—Sí.

La habitación vuelve a quedar en un silencio ensordecer, pesado. Un silencios de esos que se te pegan al cuerpo como una segunda piel y se cuelan en tus huesos con sigilo. Suelto un suspiro, y me dejo caer en una de las sillas frente a él, a juego con el resto del mobiliario. Miro mis uñas, como si hubiera la posibilidad de que cambiase algo en ellas después del escaso lapso de tiempo de un par de minutos.

Siempre he tenido una especie de fijación por las manos. Así en general. Independientemente de si eran hombres o mujeres mi mirada tarde o temprano se posaban en estas. Siempre consideré que estas pueden aportar mucha información, y por no hablar si están tatuadas o cuentan con algún complemento como anillos. También debo admitir que si un hombre es de mi interés, me fijaré en estas con mayor rapidez, incluso mi decisión de si acostarme con él o no, podría depender de estas. Sin ir más lejos las del azabache no estaban, nada, pero nada mal. 

Son grandes, con dedos largos pero no huesudos como suele suceder a veces. Tenía sus uñas recortadas y libres de suciedad. Sabía de primera mano que son ásperas, más sobre mi piel no se sintieron nada desagradables, incluso puedo decir que me agradó aquel contraste. Abarcaron casi todo el lateral de mi rostro. Con la punta de su dedo índice en la zona donde cuello y hombros se encuentran, y su pulgar enterrado entre los mechones junto mi sien. Su palma abarcaba toda mi mejilla y pómulos, y su toque había sido exigente. Había aplicado la fuerza suficiente como para no lastimarme, sin darme la opción de alejarme de él, y al mismo tiempo exigirme correspondencia sin llegar a obligarme. El frío de sus anillos contra mi cuerpo caliente me había erizado la piel. ¿Se los quitaría si me los fuera a meter...?

—Adelante.

Las puertas pesadas y talladas a mano se abrieron a mis espaldas. Me armé de la poca energía que me quedaba para ponerme de pie y recibir a mis padres como se debía. Al igual que Alexander, mi madre mantenía su compostura, aunque no podía decir lo mismo de mi padre.  Ambos nos parecíamos más de lo que a mi madre le había gustado, aunque logró reformarme y moldearme a su antojo con el paso de los años.

—Alexander querido, es bueno verte —le saluda mi madre tomando asiento en la silla junto a la que yo había permanecido sentada—. ¿Cómo llevan la vida marital?

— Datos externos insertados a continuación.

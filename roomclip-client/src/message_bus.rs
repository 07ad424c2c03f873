//! Single-slot transient notifications.
//!
//! Publishing replaces whatever is visible. Each publish hands back a [`MessageId`]; the expiry
//! scheduled for that id only clears the slot while the same message is still displayed, so an
//! old timer can never wipe a newer message.

use std::{fmt, time::Duration, time::Instant};

pub const MESSAGE_TTL: Duration = Duration::from_millis(3000);

#[derive(Debug, Clone, Copy, PartialEq, Eq, Hash, PartialOrd, Ord)]
pub struct MessageId(u64);

#[derive(Debug, Clone, Copy, PartialEq, Eq)]
pub enum Severity {
    Success,
    Error,
    Info,
}

impl fmt::Display for Severity {
    fn fmt(&self, f: &mut fmt::Formatter<'_>) -> fmt::Result {
        match self {
            Severity::Success => write!(f, "success"),
            Severity::Error => write!(f, "error"),
            Severity::Info => write!(f, "info"),
        }
    }
}

#[derive(Debug, Clone, PartialEq, Eq)]
pub struct Message {
    pub id: MessageId,
    pub text: String,
    pub severity: Severity,
    pub created_at: Instant,
}

impl Message {
    pub fn expires_at(&self) -> Instant {
        self.created_at + MESSAGE_TTL
    }
}

#[derive(Debug, Clone, Default)]
pub struct MessageBus {
    current: Option<Message>,
    last_id: u64,
}

impl MessageBus {
    pub fn new() -> Self {
        Self::default()
    }

    /// Show `text`, superseding any visible message.
    ///
    /// The caller is responsible for scheduling [`MessageBus::expire`] with the returned id after
    /// [`MESSAGE_TTL`].
    pub fn publish(&mut self, text: impl Into<String>, severity: Severity) -> MessageId {
        self.last_id += 1;
        let id = MessageId(self.last_id);
        self.current = Some(Message {
            id,
            text: text.into(),
            severity,
            created_at: Instant::now(),
        });
        id
    }

    /// Clear the slot if `id` is still the visible message. Returns whether anything was cleared.
    pub fn expire(&mut self, id: MessageId) -> bool {
        if self.current.as_ref().is_some_and(|message| message.id == id) {
            self.current = None;
            true
        } else {
            false
        }
    }

    pub fn dismiss(&mut self) {
        self.current = None;
    }

    pub fn current(&self) -> Option<&Message> {
        self.current.as_ref()
    }
}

—Relativamente bien —le respondió de manera escueta y educada, tomando asiento frente a ella al otro lado del escritorio en esa imponente silla que solo hacía resaltar su puesto autoritario.

Mi padre me abrazó de manera breve, besando mi cabeza bajo la mirada pesada de los dos restantes que esperaban a que nos acomodemos para sacar a la luz aquel tema que venía posponiendo desde que tengo uso de razón. Su mirada castaña como la mía me miro de arriba abajo, frunciendo el ceño ante las ojeras más suspiró tranquilo al ver que aquello era lo único que estaba fuera de lugar. 

—Ten paciencia, es la clave para aguantar cualquier matrimonio —le aconsejó su padre mientras hacía la silla restante hacia atrás y me indica con la mirada que tome asiento en su lugar. Yo no me quejo, por lo que acepto sin rechistar y me dejo caer sobre ella. 

—Mira quien lo dice —habla entre dientes, más no se molesta en bajar el tono de voz. Si hay algo que mi madre disfruta, es molestar a mi padre cada vez que puede.

—¿Insinúas algo, querida? 

Mi madre alza la mirada, observando la sonrisa ladeada de mi padre y la forma en la que alza su ceja al igual que yo. Ella sonríe de manera inocente más en su mirada se aprecia esa picardía que pone de cabeza a mi padre.

—Por su puesto que no.

—El motivo por el cuál os invitamos aquí no es para pedir consejos matrimoniales —alterno mi mirada entre ambos, aunque es obvio que aquel no era el motivo de su presencia—. Durante nuestra última misión, conocimos a Darek.